Three seasons, three losses to the Buckeyes, and a brow-beating in a lower tier Bowl later, Rodriguez is off the sideline and in the studio for CBS Sports and they begin to miss him in Columbus quite quickly. Ohio State fans respected Schembechler and Carr, albeit after the fact, but they just missed their Buckeyes taking “That School Up North” behind the woodshed once a year. In 2010, there was a memorable moment in the stands when fans of the Scarlet & Grey revealed a long banner that read, “HEY COACH RODRIGUEZ, WE LOVE YOU”. An angry Michigan fan attacked the banner; apparently, that love did not go north of Toledo.
After a year in the studio, Rodriguez found himself in Tucson with an inexperienced Senior at quarterback, but a very capable back in Kadeem Carey. With apologies to Marion Grice and D’Anthony Thomas, Carey is the best ball carrier in the PAC-12. In Tempe, fans may not want to hear that. They pride themselves in one thing above all at Arizona State, being superior to that school in Tucson in every way, shape, and form.

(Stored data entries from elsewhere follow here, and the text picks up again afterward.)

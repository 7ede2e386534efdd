//! Cross-origin policy.
//! Rejects browser callers from origins outside the allow-list.

use std::sync::Arc;

use axum::{
    extract::{Request, State},
    http::{header::ORIGIN, request::Parts, HeaderValue},
    middleware::Next,
    response::{IntoResponse, Response},
};
use regex::Regex;
use tower_http::cors::{AllowHeaders, AllowMethods, AllowOrigin, CorsLayer};

use crate::config::CorsConfig;
use crate::http::response::ApiError;
use crate::observability::metrics;

/// Compiled allow-list of caller origins.
#[derive(Debug, Clone)]
pub struct OriginPolicy {
    allow_any: bool,
    exact: Vec<String>,
    dev_pattern: Option<Regex>,
}

impl OriginPolicy {
    pub fn from_config(config: &CorsConfig) -> Result<Self, regex::Error> {
        let any_listed = config.allowed_origins.iter().any(|o| o.trim() == "*");
        let dev_pattern = match config.dev_origin_pattern.trim() {
            "" => None,
            pattern => Some(Regex::new(pattern)?),
        };

        Ok(Self {
            allow_any: config.allow_any_origin || any_listed,
            exact: config
                .allowed_origins
                .iter()
                .map(|o| o.trim().trim_end_matches('/').to_string())
                .filter(|o| !o.is_empty() && o != "*")
                .collect(),
            dev_pattern,
        })
    }

    /// True when requests carrying `origin` may proceed.
    pub fn allows(&self, origin: &str) -> bool {
        if self.allow_any {
            return true;
        }
        if self.exact.iter().any(|allowed| allowed == origin) {
            return true;
        }
        self.dev_pattern
            .as_ref()
            .is_some_and(|pattern| pattern.is_match(origin))
    }

    /// CORS response decoration for allowed origins.
    pub fn cors_layer(self: &Arc<Self>) -> CorsLayer {
        let allow_origin = if self.allow_any {
            AllowOrigin::any()
        } else {
            let policy = Arc::clone(self);
            AllowOrigin::predicate(move |origin: &HeaderValue, _parts: &Parts| {
                origin.to_str().is_ok_and(|o| policy.allows(o))
            })
        };

        CorsLayer::new()
            .allow_origin(allow_origin)
            .allow_methods(AllowMethods::mirror_request())
            .allow_headers(AllowHeaders::mirror_request())
    }
}

/// Middleware refusing requests whose `Origin` is not allowed.
///
/// Requests without an `Origin` header are not browser cross-origin calls
/// and pass through.
pub async fn origin_gate(
    State(policy): State<Arc<OriginPolicy>>,
    request: Request,
    next: Next,
) -> Response {
    if let Some(origin) = request.headers().get(ORIGIN) {
        let origin = origin.to_str().unwrap_or_default();
        if !policy.allows(origin) {
            tracing::warn!(origin = %origin, path = %request.uri().path(), "Origin rejected");
            metrics::record_origin_rejected();
            return ApiError::OriginRejected.into_response();
        }
    }

    next.run(request).await
}

#[cfg(test)]
mod tests {
    use super::*;

    fn policy(origins: &[&str], pattern: &str) -> OriginPolicy {
        OriginPolicy::from_config(&CorsConfig {
            allowed_origins: origins.iter().map(|o| o.to_string()).collect(),
            allow_any_origin: false,
            dev_origin_pattern: pattern.to_string(),
        })
        .unwrap()
    }

    #[test]
    fn test_exact_origins_are_allowed() {
        let policy = policy(&["https://admin.example.com/"], "");
        assert!(policy.allows("https://admin.example.com"));
        assert!(!policy.allows("https://evil.example.com"));
    }

    #[test]
    fn test_default_dev_pattern_covers_local_port_range() {
        let policy = OriginPolicy::from_config(&CorsConfig::default()).unwrap();
        assert!(policy.allows("http://localhost:5173"));
        assert!(policy.allows("http://127.0.0.1:5000"));
        assert!(!policy.allows("http://localhost:8080"));
        assert!(!policy.allows("http://localhost:51730"));
        assert!(!policy.allows("https://example.com"));
    }

    #[test]
    fn test_wildcard_allows_everything() {
        let policy = policy(&["*"], "");
        assert!(policy.allows("https://anything.test"));
    }

    #[test]
    fn test_invalid_pattern_is_rejected() {
        let result = OriginPolicy::from_config(&CorsConfig {
            allowed_origins: Vec::new(),
            allow_any_origin: false,
            dev_origin_pattern: "(".to_string(),
        });
        assert!(result.is_err());
    }
}
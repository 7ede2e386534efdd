//! On-disk route document.
//!
//! # Responsibilities
//! - Read the whole document from the backing file
//! - Write the whole document back atomically
//!
//! # Design Decisions
//! - A missing or empty file reads as an empty collection
//! - Writes go to `<file>.tmp`, are fsynced, then renamed over the target
//! - No partial or append updates

use std::io::ErrorKind;
use std::path::{Path, PathBuf};

use serde::{Deserialize, Serialize};
use thiserror::Error;
use tokio::fs;
use tokio::io::AsyncWriteExt;

use crate::store::{RouteDefinition, RouteId, StoreError};

/// Failure to read or write the backing file.
#[derive(Debug, Error)]
pub enum PersistenceError {
    #[error("I/O error on {}: {source}", path.display())]
    Io {
        path: PathBuf,
        #[source]
        source: std::io::Error,
    },

    #[error("malformed route document {}: {source}", path.display())]
    Format {
        path: PathBuf,
        #[source]
        source: serde_json::Error,
    },
}

/// The persisted state: one ordered collection of definitions.
#[derive(Debug, Clone, Default, PartialEq, Serialize, Deserialize)]
pub struct RouteDocument {
    #[serde(default)]
    pub routes: Vec<RouteDefinition>,
}

impl RouteDocument {
    /// `max(existing ids) + 1`, or `1` for an empty collection.
    ///
    /// Fails once the highest stored id is `RouteId::MAX`; ids are never
    /// wrapped or reused below the maximum.
    pub fn next_id(&self) -> Result<RouteId, StoreError> {
        match self.routes.iter().map(|route| route.id).max() {
            None => Ok(1),
            Some(max) => max.checked_add(1).ok_or(StoreError::IdsExhausted(max)),
        }
    }

    pub fn find(&self, id: RouteId) -> Option<&RouteDefinition> {
        self.routes.iter().find(|route| route.id == id)
    }

    pub fn find_mut(&mut self, id: RouteId) -> Option<&mut RouteDefinition> {
        self.routes.iter_mut().find(|route| route.id == id)
    }
}

/// Handle on the JSON file backing the store.
#[derive(Debug, Clone)]
pub struct RouteFile {
    path: PathBuf,
}

impl RouteFile {
    pub fn new(path: impl Into<PathBuf>) -> Self {
        Self { path: path.into() }
    }

    pub fn path(&self) -> &Path {
        &self.path
    }

    /// Load the document, treating a missing file as empty.
    pub async fn load(&self) -> Result<RouteDocument, PersistenceError> {
        Ok(self.read_existing().await?.unwrap_or_default())
    }

    /// Load the document, returning `None` when the file does not exist.
    pub async fn read_existing(&self) -> Result<Option<RouteDocument>, PersistenceError> {
        let bytes = match fs::read(&self.path).await {
            Ok(bytes) => bytes,
            Err(e) if e.kind() == ErrorKind::NotFound => return Ok(None),
            Err(e) => return Err(self.io_error(e)),
        };

        if bytes.iter().all(u8::is_ascii_whitespace) {
            return Ok(Some(RouteDocument::default()));
        }

        serde_json::from_slice(&bytes)
            .map(Some)
            .map_err(|source| PersistenceError::Format {
                path: self.path.clone(),
                source,
            })
    }

    /// Replace the file contents with `document`.
    pub async fn save(&self, document: &RouteDocument) -> Result<(), PersistenceError> {
        let serialized =
            serde_json::to_vec_pretty(document).map_err(|source| PersistenceError::Format {
                path: self.path.clone(),
                source,
            })?;

        if let Some(parent) = self.path.parent().filter(|p| !p.as_os_str().is_empty()) {
            fs::create_dir_all(parent)
                .await
                .map_err(|e| self.io_error(e))?;
        }

        let temp_path = self.temp_path();
        if let Err(e) = write_synced(&temp_path, &serialized).await {
            let _ = fs::remove_file(&temp_path).await;
            return Err(self.io_error(e));
        }

        fs::rename(&temp_path, &self.path)
            .await
            .map_err(|e| self.io_error(e))?;

        tracing::trace!(
            path = %self.path.display(),
            routes = document.routes.len(),
            "Route document written"
        );
        Ok(())
    }

    fn temp_path(&self) -> PathBuf {
        let mut name = self
            .path
            .file_name()
            .map(|n| n.to_os_string())
            .unwrap_or_default();
        name.push(".tmp");
        self.path.with_file_name(name)
    }

    fn io_error(&self, source: std::io::Error) -> PersistenceError {
        PersistenceError::Io {
            path: self.path.clone(),
            source,
        }
    }
}

async fn write_synced(path: &Path, bytes: &[u8]) -> std::io::Result<()> {
    let mut file = fs::File::create(path).await?;
    file.write_all(bytes).await?;
    file.flush().await?;
    file.sync_all().await
}
//! OS signal handling.

/// Wait for Ctrl+C or, on unix, SIGTERM.
pub async fn wait_for_signal() {
    let ctrl_c = async {
        if let Err(e) = tokio::signal::ctrl_c().await {
            tracing::error!(error = %e, "Unable to install Ctrl+C handler");
            std::future::pending::<()>().await;
        }
    };

    #[cfg(unix)]
    let terminate = async {
        use tokio::signal::unix::{signal, SignalKind};

        match signal(SignalKind::terminate()) {
            Ok(mut stream) => {
                stream.recv().await;
            }
            Err(e) => {
                tracing::error!(error = %e, "Unable to install SIGTERM handler");
                std::future::pending::<()>().await;
            }
        }
    };

    #[cfg(not(unix))]
    let terminate = std::future::pending::<()>();

    tokio::select! {
        _ = ctrl_c => {},
        _ = terminate => {},
    }
    tracing::info!("Shutdown signal received");
}
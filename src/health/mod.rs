//! Liveness check.
//!
//! `GET /` answers `200 OK` with a plain-text body as soon as the listener
//! is bound. It never touches the route store.

/// Body returned by the liveness check.
pub const LIVENESS_BODY: &str = "OK";

pub async fn liveness() -> &'static str {
    LIVENESS_BODY
}

#[cfg(test)]
mod tests {
    use super::*;
    use axum::response::IntoResponse;

    #[tokio::test]
    async fn test_liveness_is_plain_text_ok() {
        let response = liveness().await.into_response();
        assert_eq!(response.status(), axum::http::StatusCode::OK);
        assert_eq!(
            response.headers()[axum::http::header::CONTENT_TYPE],
            "text/plain; charset=utf-8"
        );
    }
}
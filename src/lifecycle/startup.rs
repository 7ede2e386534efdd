//! Startup orchestration.

use std::sync::Arc;

use thiserror::Error;
use tokio::net::TcpListener;

use crate::config::ServerConfig;
use crate::http::HttpServer;
use crate::store::RouteStore;

#[derive(Debug, Error)]
pub enum StartupError {
    #[error("invalid cors.dev_origin_pattern: {0}")]
    OriginPattern(#[from] regex::Error),

    #[error("failed to bind {address}: {source}")]
    Bind {
        address: String,
        #[source]
        source: std::io::Error,
    },
}

/// Open the route store, build the server and bind its listener.
///
/// The store never blocks startup; only an unusable config or a taken port
/// do.
pub async fn bind(config: ServerConfig) -> Result<(HttpServer, TcpListener), StartupError> {
    let store = Arc::new(RouteStore::open(&config.store.path).await);
    let server = HttpServer::new(config, store)?;

    let address = server.config().listener.address();
    let listener = match TcpListener::bind(&address).await {
        Ok(listener) => listener,
        Err(source) => return Err(StartupError::Bind { address, source }),
    };

    Ok((server, listener))
}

No matter what transpires in the first 11 games of the season, all of ASU’s worries can be alleviated by winning the Territorial Cup, a game that goes back farther than the “Arizona State University” brand itself. The Wildcats have disliked the campus in Tempe since it was called the “Tempe Normal School”, it didn’t become ASU until 1948 after an 18-year run as the Arizona State Teacher’s College, but the game has been played since 1899.

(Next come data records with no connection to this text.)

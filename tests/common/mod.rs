//! Shared utilities for integration testing.

#![allow(dead_code)]

use std::net::SocketAddr;
use std::sync::Arc;
use std::time::Duration;

use axum::{
    body::{to_bytes, Body},
    http::{Request, StatusCode},
    Router,
};
use mock_api_server::config::ServerConfig;
use mock_api_server::http::HttpServer;
use mock_api_server::lifecycle::Shutdown;
use mock_api_server::store::RouteStore;
use serde_json::Value;
use tempfile::TempDir;
use tower::ServiceExt;

/// A server wired to a route file inside its own temporary directory.
pub struct TestApp {
    pub dir: TempDir,
    pub store: Arc<RouteStore>,
    pub router: Router,
}

impl TestApp {
    pub async fn new() -> Self {
        Self::with_config(ServerConfig::default()).await
    }

    pub async fn with_config(mut config: ServerConfig) -> Self {
        let dir = TempDir::new().unwrap();
        let path = dir.path().join("db.json");
        config.store.path = path.display().to_string();

        let store = Arc::new(RouteStore::open(&path).await);
        let server = HttpServer::new(config, store.clone()).unwrap();

        Self {
            dir,
            store,
            router: server.router(),
        }
    }

    pub fn db_path(&self) -> std::path::PathBuf {
        self.dir.path().join("db.json")
    }
}

/// Send a request with a JSON body.
pub async fn send_json(
    app: &Router,
    method: &str,
    uri: &str,
    body: Value,
) -> (StatusCode, Value) {
    let request = Request::builder()
        .method(method)
        .uri(uri)
        .header("content-type", "application/json")
        .body(Body::from(body.to_string()))
        .unwrap();
    send(app, request).await
}

/// Send a request with a raw body that may not be valid JSON.
pub async fn send_raw(app: &Router, method: &str, uri: &str, body: &str) -> (StatusCode, Value) {
    let request = Request::builder()
        .method(method)
        .uri(uri)
        .header("content-type", "application/json")
        .body(Body::from(body.to_string()))
        .unwrap();
    send(app, request).await
}

/// Send a request without a body.
pub async fn send_empty(app: &Router, method: &str, uri: &str) -> (StatusCode, Value) {
    let request = Request::builder()
        .method(method)
        .uri(uri)
        .body(Body::empty())
        .unwrap();
    send(app, request).await
}

/// Send a prepared request and decode the body as JSON (`Null` when empty).
pub async fn send(app: &Router, request: Request<Body>) -> (StatusCode, Value) {
    let response = app.clone().oneshot(request).await.unwrap();
    let status = response.status();
    let bytes = to_bytes(response.into_body(), usize::MAX).await.unwrap();
    let body = if bytes.is_empty() {
        Value::Null
    } else {
        serde_json::from_slice(&bytes).unwrap()
    };
    (status, body)
}

/// A server running on a real socket.
pub struct LiveServer {
    pub addr: SocketAddr,
    pub shutdown: Shutdown,
    pub handle: tokio::task::JoinHandle<Result<(), std::io::Error>>,
    _dir: TempDir,
}

impl LiveServer {
    pub fn url(&self, path: &str) -> String {
        format!("http://{}{}", self.addr, path)
    }
}

/// Start a live server on an ephemeral port.
pub async fn start_live_server(mut config: ServerConfig) -> LiveServer {
    let dir = TempDir::new().unwrap();
    let path = dir.path().join("db.json");
    config.store.path = path.display().to_string();
    config.listener.host = "127.0.0.1".into();

    let store = Arc::new(RouteStore::open(&path).await);
    let server = HttpServer::new(config, store).unwrap();
    let listener = tokio::net::TcpListener::bind("127.0.0.1:0").await.unwrap();
    let addr = listener.local_addr().unwrap();

    let shutdown = Shutdown::new();
    let signal = shutdown.subscribe();
    let handle = tokio::spawn(async move { server.run(listener, signal).await });

    tokio::time::sleep(Duration::from_millis(50)).await;

    LiveServer {
        addr,
        shutdown,
        handle,
        _dir: dir,
    }
}

pub fn client() -> reqwest::Client {
    reqwest::Client::builder()
        .pool_max_idle_per_host(0)
        .no_proxy()
        .build()
        .unwrap()
}
//! Catch-all handler replaying stored definitions.

use std::time::Instant;

use axum::{
    extract::State,
    http::{HeaderMap, HeaderName, HeaderValue, Method, StatusCode, Uri},
    response::{IntoResponse, Response},
    Json,
};

use crate::http::response::ApiError;
use crate::http::server::AppState;
use crate::http::RequestIdExt;
use crate::observability::metrics;
use crate::routing::matcher::{find_route, MatchOutcome};
use crate::store::RouteDefinition;

/// Serve any request not claimed by the admin interface or the liveness check.
pub async fn dispatch(
    State(state): State<AppState>,
    method: Method,
    uri: Uri,
    headers: HeaderMap,
) -> Response {
    let start_time = Instant::now();
    let request_id = headers.request_id().to_string();
    let path = uri.path();

    let routes = match state.store.list().await {
        Ok(routes) => routes,
        Err(e) => {
            tracing::error!(request_id = %request_id, error = %e, "Failed to load routes for dispatch");
            metrics::record_dispatch("error", 500, start_time);
            return ApiError::from(e).into_response();
        }
    };

    match find_route(&routes, method.as_str(), path) {
        MatchOutcome::Matched(route) => {
            tracing::debug!(
                request_id = %request_id,
                method = %method,
                path = %path,
                route_id = route.id,
                status = route.status,
                "Mock route matched"
            );
            let response = render(route);
            metrics::record_dispatch("hit", response.status().as_u16(), start_time);
            response
        }
        MatchOutcome::NoMatch => {
            tracing::debug!(request_id = %request_id, method = %method, path = %path, "No mock route matched");
            metrics::record_dispatch("miss", 404, start_time);
            ApiError::NotFound.into_response()
        }
        MatchOutcome::Reserved => {
            tracing::debug!(request_id = %request_id, method = %method, path = %path, "Admin path refused by dispatcher");
            metrics::record_dispatch("reserved", 404, start_time);
            ApiError::NotFound.into_response()
        }
    }
}

/// Build the response described by `route`.
fn render(route: &RouteDefinition) -> Response {
    let status = match StatusCode::from_u16(route.status) {
        Ok(status) if !status.is_informational() => status,
        _ => {
            tracing::error!(route_id = route.id, status = route.status, "Stored status cannot be replayed");
            return ApiError::Internal(format!("route {} has an invalid status", route.id))
                .into_response();
        }
    };

    let mut response = (status, Json(&route.response)).into_response();

    for (name, value) in route.headers.iter().flatten() {
        match (
            HeaderName::from_bytes(name.as_bytes()),
            HeaderValue::from_str(value),
        ) {
            (Ok(name), Ok(value)) => {
                response.headers_mut().insert(name, value);
            }
            _ => {
                tracing::warn!(route_id = route.id, header = %name, "Skipping invalid stored header");
            }
        }
    }

    response
}
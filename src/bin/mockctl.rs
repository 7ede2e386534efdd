use std::collections::BTreeMap;

use clap::{Parser, Subcommand};
use serde_json::{Map, Value};

#[derive(Parser)]
#[command(name = "mockctl")]
#[command(about = "Management CLI for the mock API server", long_about = None)]
struct Cli {
    #[arg(short, long, env = "MOCK_URL", default_value = "http://localhost:3000")]
    url: String,

    #[command(subcommand)]
    command: Commands,
}

#[derive(Subcommand)]
enum Commands {
    /// List every registered route
    List,
    /// Show one route
    Get { id: u64 },
    /// Register a new route
    Create {
        #[arg(short, long)]
        method: String,
        #[arg(short, long)]
        path: String,
        #[arg(short, long, default_value_t = 200)]
        status: u16,
        /// Response body as JSON
        #[arg(short, long, default_value = "null")]
        response: String,
        /// Response header as `Name: value`; repeatable
        #[arg(short = 'H', long = "header")]
        headers: Vec<String>,
    },
    /// Change fields of an existing route
    Update {
        id: u64,
        #[arg(short, long)]
        method: Option<String>,
        #[arg(short, long)]
        path: Option<String>,
        #[arg(short, long)]
        status: Option<u16>,
        /// Response body as JSON
        #[arg(short, long)]
        response: Option<String>,
        /// Response header as `Name: value`; repeatable, replaces all headers
        #[arg(short = 'H', long = "header")]
        headers: Vec<String>,
    },
    /// Remove a route
    Delete { id: u64 },
}

#[tokio::main]
async fn main() -> Result<(), Box<dyn std::error::Error>> {
    let cli = Cli::parse();
    let client = reqwest::Client::new();
    let base = format!("{}/admin/routes", cli.url.trim_end_matches('/'));

    match cli.command {
        Commands::List => {
            let res = client.get(&base).send().await?;
            print_response(res).await?;
        }
        Commands::Get { id } => {
            let res = client.get(format!("{base}/{id}")).send().await?;
            print_response(res).await?;
        }
        Commands::Create {
            method,
            path,
            status,
            response,
            headers,
        } => {
            let mut body = Map::new();
            body.insert("method".into(), Value::String(method));
            body.insert("path".into(), Value::String(path));
            body.insert("status".into(), Value::from(status));
            body.insert("response".into(), serde_json::from_str(&response)?);
            if !headers.is_empty() {
                body.insert("headers".into(), serde_json::to_value(parse_headers(&headers)?)?);
            }

            let res = client.post(&base).json(&body).send().await?;
            print_response(res).await?;
        }
        Commands::Update {
            id,
            method,
            path,
            status,
            response,
            headers,
        } => {
            let mut body = Map::new();
            if let Some(method) = method {
                body.insert("method".into(), Value::String(method));
            }
            if let Some(path) = path {
                body.insert("path".into(), Value::String(path));
            }
            if let Some(status) = status {
                body.insert("status".into(), Value::from(status));
            }
            if let Some(response) = response {
                body.insert("response".into(), serde_json::from_str(&response)?);
            }
            if !headers.is_empty() {
                body.insert("headers".into(), serde_json::to_value(parse_headers(&headers)?)?);
            }

            let res = client.put(format!("{base}/{id}")).json(&body).send().await?;
            print_response(res).await?;
        }
        Commands::Delete { id } => {
            let res = client.delete(format!("{base}/{id}")).send().await?;
            print_response(res).await?;
        }
    }

    Ok(())
}

fn parse_headers(raw: &[String]) -> Result<BTreeMap<String, String>, String> {
    raw.iter()
        .map(|header| {
            header
                .split_once(':')
                .map(|(name, value)| (name.trim().to_string(), value.trim().to_string()))
                .ok_or_else(|| format!("header '{header}' must look like 'Name: value'"))
        })
        .collect()
}

async fn print_response(res: reqwest::Response) -> Result<(), Box<dyn std::error::Error>> {
    let status = res.status();
    if !status.is_success() {
        eprintln!("Error: Admin API returned status {}", status);
        if let Ok(text) = res.text().await {
            eprintln!("Response: {}", text);
        }
        return Ok(());
    }

    let text = res.text().await?;
    if text.is_empty() {
        println!("{}", status);
        return Ok(());
    }

    let json: Value = serde_json::from_str(&text)?;
    println!("{}", serde_json::to_string_pretty(&json)?);
    Ok(())
}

Arizona has the edge in the series, 47-38-1, but that’s a bit of a misnomer in the same context that Rodriguez’s former employer has over their rival, dominating the contemporary era. Arizona won 20 of the first 22 contests, up until 1948. Since the teams began playing every season in 1946, the school in Tempe has a 36-30-1 advantage.

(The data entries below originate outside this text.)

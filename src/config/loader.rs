//! Configuration loading from disk and environment.

use std::fs;
use std::path::{Path, PathBuf};

use thiserror::Error;

use crate::config::schema::ServerConfig;
use crate::config::validation::{validate_config, ValidationError};

pub const ENV_HOST: &str = "HOST";
pub const ENV_PORT: &str = "PORT";
pub const ENV_DB_FILE: &str = "DB_FILE";
pub const ENV_CORS_ORIGINS: &str = "CORS_ORIGINS";
pub const ENV_CORS_DEV_ORIGIN_PATTERN: &str = "CORS_DEV_ORIGIN_PATTERN";
pub const ENV_REQUEST_TIMEOUT_SECS: &str = "REQUEST_TIMEOUT_SECS";
pub const ENV_LOG_LEVEL: &str = "LOG_LEVEL";
pub const ENV_METRICS_ENABLED: &str = "METRICS_ENABLED";
pub const ENV_METRICS_ADDRESS: &str = "METRICS_ADDRESS";

/// Error type for configuration loading.
#[derive(Debug, Error)]
pub enum ConfigError {
    #[error("IO error reading {}: {source}", path.display())]
    Io {
        path: PathBuf,
        #[source]
        source: std::io::Error,
    },

    #[error("Parse error: {0}")]
    Parse(#[from] toml::de::Error),

    #[error("{var}={value:?} is invalid: {reason}")]
    Env {
        var: &'static str,
        value: String,
        reason: String,
    },

    #[error("Validation failed: {}", join(.0))]
    Validation(Vec<ValidationError>),
}

fn join(errors: &[ValidationError]) -> String {
    errors
        .iter()
        .map(ToString::to_string)
        .collect::<Vec<_>>()
        .join(", ")
}

/// Load configuration: defaults, then the optional TOML file, then the
/// environment (including a `.env` file), then validate.
pub fn load_config(path: Option<&Path>) -> Result<ServerConfig, ConfigError> {
    let mut config = match path {
        Some(path) => load_file(path)?,
        None => ServerConfig::default(),
    };

    if let Ok(env_file) = dotenvy::dotenv() {
        tracing::debug!(path = %env_file.display(), "Loaded .env file");
    }
    apply_overrides(&mut config, |var| std::env::var(var).ok())?;

    validate_config(&config).map_err(ConfigError::Validation)?;
    Ok(config)
}

/// Parse a TOML configuration file without validating it.
pub fn load_file(path: &Path) -> Result<ServerConfig, ConfigError> {
    let content = fs::read_to_string(path).map_err(|source| ConfigError::Io {
        path: path.to_path_buf(),
        source,
    })?;
    Ok(toml::from_str(&content)?)
}

/// Apply environment overrides read through `lookup`.
pub fn apply_overrides<F>(config: &mut ServerConfig, lookup: F) -> Result<(), ConfigError>
where
    F: Fn(&str) -> Option<String>,
{
    if let Some(host) = lookup(ENV_HOST) {
        config.listener.host = host;
    }
    if let Some(port) = lookup(ENV_PORT) {
        config.listener.port = parse_var(ENV_PORT, port)?;
    }
    if let Some(path) = lookup(ENV_DB_FILE) {
        config.store.path = path;
    }
    if let Some(origins) = lookup(ENV_CORS_ORIGINS) {
        let origins: Vec<String> = origins
            .split(',')
            .map(str::trim)
            .filter(|o| !o.is_empty())
            .map(str::to_string)
            .collect();
        config.cors.allow_any_origin = origins.iter().any(|o| o == "*");
        config.cors.allowed_origins = origins;
    }
    if let Some(pattern) = lookup(ENV_CORS_DEV_ORIGIN_PATTERN) {
        config.cors.dev_origin_pattern = pattern;
    }
    if let Some(secs) = lookup(ENV_REQUEST_TIMEOUT_SECS) {
        config.timeouts.request_secs = parse_var(ENV_REQUEST_TIMEOUT_SECS, secs)?;
    }
    if let Some(level) = lookup(ENV_LOG_LEVEL) {
        config.observability.log_level = level;
    }
    if let Some(enabled) = lookup(ENV_METRICS_ENABLED) {
        config.observability.metrics_enabled = parse_var(ENV_METRICS_ENABLED, enabled)?;
    }
    if let Some(address) = lookup(ENV_METRICS_ADDRESS) {
        config.observability.metrics_address = address;
    }
    Ok(())
}

fn parse_var<T>(var: &'static str, value: String) -> Result<T, ConfigError>
where
    T: std::str::FromStr,
    T::Err: std::fmt::Display,
{
    let parsed = value.trim().parse::<T>();
    parsed.map_err(|e| ConfigError::Env {
        var,
        reason: e.to_string(),
        value,
    })
}

#[cfg(test)]
mod tests {
    use super::*;
    use std::collections::HashMap;

    fn lookup(vars: &[(&str, &str)]) -> impl Fn(&str) -> Option<String> {
        let vars: HashMap<String, String> = vars
            .iter()
            .map(|(k, v)| (k.to_string(), v.to_string()))
            .collect();
        move |key: &str| vars.get(key).cloned()
    }

    #[test]
    fn test_env_overrides_defaults() {
        let mut config = ServerConfig::default();
        apply_overrides(
            &mut config,
            lookup(&[
                ("PORT", "8088"),
                ("DB_FILE", "/tmp/routes.json"),
                ("CORS_ORIGINS", "https://a.test, https://b.test"),
                ("METRICS_ENABLED", "true"),
            ]),
        )
        .unwrap();

        assert_eq!(config.listener.port, 8088);
        assert_eq!(config.store.path, "/tmp/routes.json");
        assert_eq!(
            config.cors.allowed_origins,
            vec!["https://a.test".to_string(), "https://b.test".to_string()]
        );
        assert!(!config.cors.allow_any_origin);
        assert!(config.observability.metrics_enabled);
    }

    #[test]
    fn test_wildcard_origin_env_allows_any() {
        let mut config = ServerConfig::default();
        apply_overrides(&mut config, lookup(&[("CORS_ORIGINS", "*")])).unwrap();
        assert!(config.cors.allow_any_origin);
    }

    #[test]
    fn test_invalid_port_is_reported() {
        let mut config = ServerConfig::default();
        let err = apply_overrides(&mut config, lookup(&[("PORT", "eighty")])).unwrap_err();
        assert!(matches!(err, ConfigError::Env { var: "PORT", .. }));
    }

    #[test]
    fn test_toml_file_is_merged_with_defaults() {
        let dir = tempfile::TempDir::new().unwrap();
        let path = dir.path().join("mock.toml");
        std::fs::write(
            &path,
            "[listener]\nport = 4000\n\n[store]\npath = \"state/routes.json\"\n",
        )
        .unwrap();

        let config = load_file(&path).unwrap();
        assert_eq!(config.listener.port, 4000);
        assert_eq!(config.listener.host, "0.0.0.0");
        assert_eq!(config.store.path, "state/routes.json");
        assert_eq!(config.timeouts.request_secs, 30);
    }

    #[test]
    fn test_missing_file_is_io_error() {
        let err = load_file(Path::new("/definitely/not/here.toml")).unwrap_err();
        assert!(matches!(err, ConfigError::Io { .. }));
    }
}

Arizona has won 3 of the last 5 match ups in a series that has been coined The Pillow Fight, even if only by Yours Truly. The last time anything real was at stake was 2007, when the Sun Devils needed the win to claim a share of USC’s PAC-10 Championship and they did 20-17. Conference titles are pretty few and far between in the Sonoran Desert, with ASU’s last one prior to six years ago coming with the help of Jake Plummer. Arizona has never been to the Rose Bowl.
There’s something about RichRod and rivalry games that make you think he’s asleep at the wheel when it matters the most. Obviously being 0-3 vs Ohio State didn’t make him a popular man in Michigan. In first crack at ASU, he looked like he had it in cruise control at home, with a 10-point 2nd half lead, but the tide turned on a weird fumble by his Matt Scott, the aforementioned inexperienced senior. A blocked punt and an interception later, Todd Graham’s visiting Sun Devils had it in the bag, and Rodriguez got his PAC-12 career in rivalry games off on the wrong foot. A win could have sent the Cats to Vegas, but this loss landed them on a cold field in Albuquerque.
Even before he got to Michigan, the cards fell the way of Rodriguez’s West Virginia team, and the only thing that stood between them and a date in the National Championship was rival Pitt in the Backyard Brawl. Of course, though they were 4-3 in the rivalry during RichRod’s time in Morgantown, they lost.
It leaves me to wonder how many pillow fights they need to lose before “Hey Coach Rodriguez, We Love You” becomes a thing in Tempe.